Лилия водрузила венок на его голову и огладила большими пальцами щеки, мимолетно чмокнув, и тут же взялась за плетение второго, обламывая похотливые поползновения Сергея углубить поцелуй.

— Но, к сожалению, приемные родители девушки, они же родные парня, с их чувствами были не согласны. Они люди были неплохие, но весьма практичные и расчетливые, и безродная сирота без копейки за душой в качестве приданного им была в семье ни к чему.

— Так и знал, — хмыкнул мужчина. — Деньги. Всегда все дело в них.

— Не всегда и не для всех, — покачала головой Лиля. — Но в этой истории именно так. В общем, когда ребята пришли просить благословления, им решительно отказали и мало того — еще и объявили, что парню подыскали невесту-ровню в соседней деревне.
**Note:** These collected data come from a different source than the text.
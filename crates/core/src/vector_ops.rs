//! Numeric kernels over `f32` slices.
//!
//! Every kernel assumes `a.len() == b.len()`; dimensionality is validated once when
//! vectors enter the index, never per call. On x86_64 an AVX2+FMA path is chosen at
//! runtime; elsewhere (and as fallback) an 8-lane chunked loop is used, which the
//! compiler auto-vectorizes for NEON and SSE.

/// Lane count of the portable chunked loops.
const LANES: usize = 8;

/// Default relative epsilon for [`almost_equal`].
pub const DEFAULT_EPSILON: f64 = 1.0e-5;

// ============================================================================
// Public dispatch functions
// ============================================================================

/// Dot product between two f32 slices.
#[inline]
pub fn dot(a: &[f32], b: &[f32]) -> f32 {
    debug_assert_eq!(a.len(), b.len());
    #[cfg(target_arch = "x86_64")]
    {
        if avx2::available() {
            return unsafe { avx2::dot(a, b) };
        }
    }
    chunked_dot(a, b)
}

/// Squared Euclidean distance between two f32 slices.
#[inline]
pub fn euclidean_sq(a: &[f32], b: &[f32]) -> f32 {
    debug_assert_eq!(a.len(), b.len());
    #[cfg(target_arch = "x86_64")]
    {
        if avx2::available() {
            return unsafe { avx2::euclidean_sq(a, b) };
        }
    }
    chunked_euclidean_sq(a, b)
}

/// Cosine similarity in `[-1, 1]`.
///
/// Returns `0.0` when either operand has zero magnitude instead of `NaN`.
#[inline]
pub fn cosine_similarity(a: &[f32], b: &[f32]) -> f32 {
    debug_assert_eq!(a.len(), b.len());
    let (dot, norm_a, norm_b) = chunked_dot_and_norms(a, b);
    let denom = norm_a.sqrt() * norm_b.sqrt();
    if denom == 0.0 {
        return 0.0;
    }
    dot / denom
}

/// Cosine similarity of two unit vectors, which is just their dot product.
#[inline]
pub fn cosine_similarity_unit(a: &[f32], b: &[f32]) -> f32 {
    dot(a, b)
}

/// Euclidean norm of `v`.
#[inline]
pub fn magnitude(v: &[f32]) -> f32 {
    dot(v, v).sqrt()
}

/// Scales `v` to unit length in place. A zero vector is left untouched.
pub fn normalize(v: &mut [f32]) {
    let mag = magnitude(v);
    if mag == 0.0 {
        return;
    }
    let factor = 1.0 / mag;
    let mut chunks = v.chunks_exact_mut(LANES);
    for chunk in &mut chunks {
        for x in chunk.iter_mut() {
            *x *= factor;
        }
    }
    for x in chunks.into_remainder() {
        *x *= factor;
    }
}

/// Returns a unit-length copy of `v`.
pub fn normalized(v: &[f32]) -> Vec<f32> {
    let mut out = v.to_vec();
    normalize(&mut out);
    out
}

/// Relative-epsilon float comparison.
///
/// `abs(x - y) / (abs(x) + abs(y)) < epsilon`, with an absolute `epsilon²` bound when
/// either side is exactly zero. Scores produced by different evaluation orders are
/// not bit-identical, so exact equality must never be used on them.
pub fn almost_equal(x: f64, y: f64, epsilon: f64) -> bool {
    if x == y {
        return true;
    }
    let abs_x = x.abs();
    let abs_y = y.abs();
    let diff = (x - y).abs();
    if x * y == 0.0 {
        diff < epsilon * epsilon
    } else if abs_x + abs_y == diff {
        diff < epsilon
    } else {
        diff / (abs_x + abs_y) < epsilon
    }
}

// ============================================================================
// Portable chunked loops
// ============================================================================

fn chunked_dot(a: &[f32], b: &[f32]) -> f32 {
    let mut acc = [0.0f32; LANES];
    let a_chunks = a.chunks_exact(LANES);
    let b_chunks = b.chunks_exact(LANES);
    let tail: f32 = a_chunks
        .remainder()
        .iter()
        .zip(b_chunks.remainder())
        .map(|(x, y)| x * y)
        .sum();
    for (ca, cb) in a_chunks.zip(b_chunks) {
        for i in 0..LANES {
            acc[i] += ca[i] * cb[i];
        }
    }
    acc.iter().sum::<f32>() + tail
}

fn chunked_euclidean_sq(a: &[f32], b: &[f32]) -> f32 {
    let mut acc = [0.0f32; LANES];
    let a_chunks = a.chunks_exact(LANES);
    let b_chunks = b.chunks_exact(LANES);
    let tail: f32 = a_chunks
        .remainder()
        .iter()
        .zip(b_chunks.remainder())
        .map(|(x, y)| (x - y) * (x - y))
        .sum();
    for (ca, cb) in a_chunks.zip(b_chunks) {
        for i in 0..LANES {
            let d = ca[i] - cb[i];
            acc[i] += d * d;
        }
    }
    acc.iter().sum::<f32>() + tail
}

/// Single pass computing `(a·b, |a|², |b|²)`.
fn chunked_dot_and_norms(a: &[f32], b: &[f32]) -> (f32, f32, f32) {
    let mut dot = [0.0f32; LANES];
    let mut na = [0.0f32; LANES];
    let mut nb = [0.0f32; LANES];
    let a_chunks = a.chunks_exact(LANES);
    let b_chunks = b.chunks_exact(LANES);
    let (mut dot_tail, mut na_tail, mut nb_tail) = (0.0f32, 0.0f32, 0.0f32);
    for (x, y) in a_chunks.remainder().iter().zip(b_chunks.remainder()) {
        dot_tail += x * y;
        na_tail += x * x;
        nb_tail += y * y;
    }
    for (ca, cb) in a_chunks.zip(b_chunks) {
        for i in 0..LANES {
            dot[i] += ca[i] * cb[i];
            na[i] += ca[i] * ca[i];
            nb[i] += cb[i] * cb[i];
        }
    }
    (
        dot.iter().sum::<f32>() + dot_tail,
        na.iter().sum::<f32>() + na_tail,
        nb.iter().sum::<f32>() + nb_tail,
    )
}

// ============================================================================
// AVX2+FMA implementations (x86_64)
// ============================================================================

#[cfg(target_arch = "x86_64")]
mod avx2 {
    use std::arch::x86_64::*;
    use std::sync::OnceLock;

    static AVAILABLE: OnceLock<bool> = OnceLock::new();

    #[inline]
    pub(super) fn available() -> bool {
        *AVAILABLE.get_or_init(|| {
            std::arch::is_x86_feature_detected!("avx2") && std::arch::is_x86_feature_detected!("fma")
        })
    }

    /// Horizontal sum of the 8 lanes of a `__m256`.
    #[inline]
    #[target_feature(enable = "avx2")]
    unsafe fn hsum(v: __m256) -> f32 {
        let hi = _mm256_extractf128_ps(v, 1);
        let lo = _mm256_castps256_ps128(v);
        let sum4 = _mm_add_ps(lo, hi);
        let sum2 = _mm_add_ps(sum4, _mm_movehl_ps(sum4, sum4));
        let sum1 = _mm_add_ss(sum2, _mm_shuffle_ps(sum2, sum2, 0x55));
        _mm_cvtss_f32(sum1)
    }

    #[target_feature(enable = "avx2,fma")]
    pub(super) unsafe fn dot(a: &[f32], b: &[f32]) -> f32 {
        let len = a.len().min(b.len());
        let (pa, pb) = (a.as_ptr(), b.as_ptr());
        let mut s0 = _mm256_setzero_ps();
        let mut s1 = _mm256_setzero_ps();

        let blocks = len / 16;
        for i in 0..blocks {
            let base = i * 16;
            s0 = _mm256_fmadd_ps(_mm256_loadu_ps(pa.add(base)), _mm256_loadu_ps(pb.add(base)), s0);
            s1 = _mm256_fmadd_ps(
                _mm256_loadu_ps(pa.add(base + 8)),
                _mm256_loadu_ps(pb.add(base + 8)),
                s1,
            );
        }

        let mut sum = hsum(_mm256_add_ps(s0, s1));
        for i in (blocks * 16)..len {
            sum += *pa.add(i) * *pb.add(i);
        }
        sum
    }

    #[target_feature(enable = "avx2,fma")]
    pub(super) unsafe fn euclidean_sq(a: &[f32], b: &[f32]) -> f32 {
        let len = a.len().min(b.len());
        let (pa, pb) = (a.as_ptr(), b.as_ptr());
        let mut s0 = _mm256_setzero_ps();
        let mut s1 = _mm256_setzero_ps();

        let blocks = len / 16;
        for i in 0..blocks {
            let base = i * 16;
            let d0 = _mm256_sub_ps(_mm256_loadu_ps(pa.add(base)), _mm256_loadu_ps(pb.add(base)));
            let d1 = _mm256_sub_ps(
                _mm256_loadu_ps(pa.add(base + 8)),
                _mm256_loadu_ps(pb.add(base + 8)),
            );
            s0 = _mm256_fmadd_ps(d0, d0, s0);
            s1 = _mm256_fmadd_ps(d1, d1, s1);
        }

        let mut sum = hsum(_mm256_add_ps(s0, s1));
        for i in (blocks * 16)..len {
            let d = *pa.add(i) - *pb.add(i);
            sum += d * d;
        }
        sum
    }
}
Молодая кровь — горячая. Решили тогда молодые сбежать и пожениться, в надежде, что потом-то родители все равно смягчатся и простят. Но ни ума особо, видно, ни сноровки не было, и настигли их раньше, чем успели далеко-то уйти.

— Досталось им? — сочувственно спросил Сергей, представив в красках неприглядную картину обучения уму-разуму непокорных юнцов.

— Да нет, — вздохнула Лилия. — Отец парня оказался мудрым и даже хитрым. Он сыну сказал: "Хочешь — жанися, да вот только обратной дороги тебе, сынок, не будет никогда. Ни прощения, ни помощи, ни наследства не видать тебе". И расписал в красках, как им нищим придется мыкаться, ни кола ни двора, за душой ни копейки. Как будет его сынок, привыкший к достатку и уюту, голодать да лишения терпеть, как будет в чужие дворы наниматься, терпя тычки и насмешки, чтобы семью-то прокормить.

— Блин, только не говори мне, что этот сопляк сдался и не попробовав и к родителям под крылышко обратно попросился, — возмущенно нахмурился мужчина, резко дунув на один особенно упорный цветок, щекочущий его лоб.

— Не хочешь — не скажу, — грустно улыбнулась его реакции Лиля. — Да только так и было. Вернулся как ни в чем не бывало, оставил Марьюшку прямо там, на той дороге, по которой мы с тобою шли сюда. Вот ее сердце-то и не выдержало предательства и позора. Прибежала она сюда, да бросилась в воду черную, и больше ее никто и не видел.

— Почему все любовные истории из прошлого вечно с плохим концом, и с какой стати это кажется кому-то романтичным? — пробурчал Сергей, отодвигая ноги от кромки воды. — Вот что романтичного в том, что кто-то взял да трагически помер?

— Ну, возможно, сам факт наличия того, что у кого-то были настолько сильные чувства, что без своего возлюбленного не имело смысла жить дальше, — пожала плечами Лилия, заканчивая второй венок.

— А я считаю, что все эти трагедии имели под собой больше социально-экономическую основу, присущую именно тому времени, — возразил Сергей. — Ну, вот скажем, куда эта брошенная Марьюшка должна была одна податься тогда? Бродяжничать? А вот если бы была у нее уверенность, что не пропадет она и без этого слабака, то погоревала да и начала бы жизнь заново. А через время и не вспомнила бы его, нормального мужика встретила и прожила бы долгую счастливую жизнь.

— То есть в любовь до гроба ты не веришь? — рассмеялась женщина, но Сергей чутко уловил насторожившие его нотки.

"Слышь, Серж, ты сейчас в миллиметре от того чтобы лажануть, — встревоженно заерзал дебил. — Женщины, они на пустом месте склонны делать далеко идущие выводы"

— Почему же, в любовь я верю, вот только в то, что на одном-единственном человеке свет клином сходится, не очень, — ответил мужчина, стараясь осторожно подбирать слова. — Нас на планете семь миллиардов, и если не сложилось с одним, всегда найдется другой, с которым все будет именно так. Расставание не конец жизни. Ну, в смысле, я это к тому, что жизнь, хоть какая, она превыше всего и должна продолжаться, несмотря ни на какие душевные раны.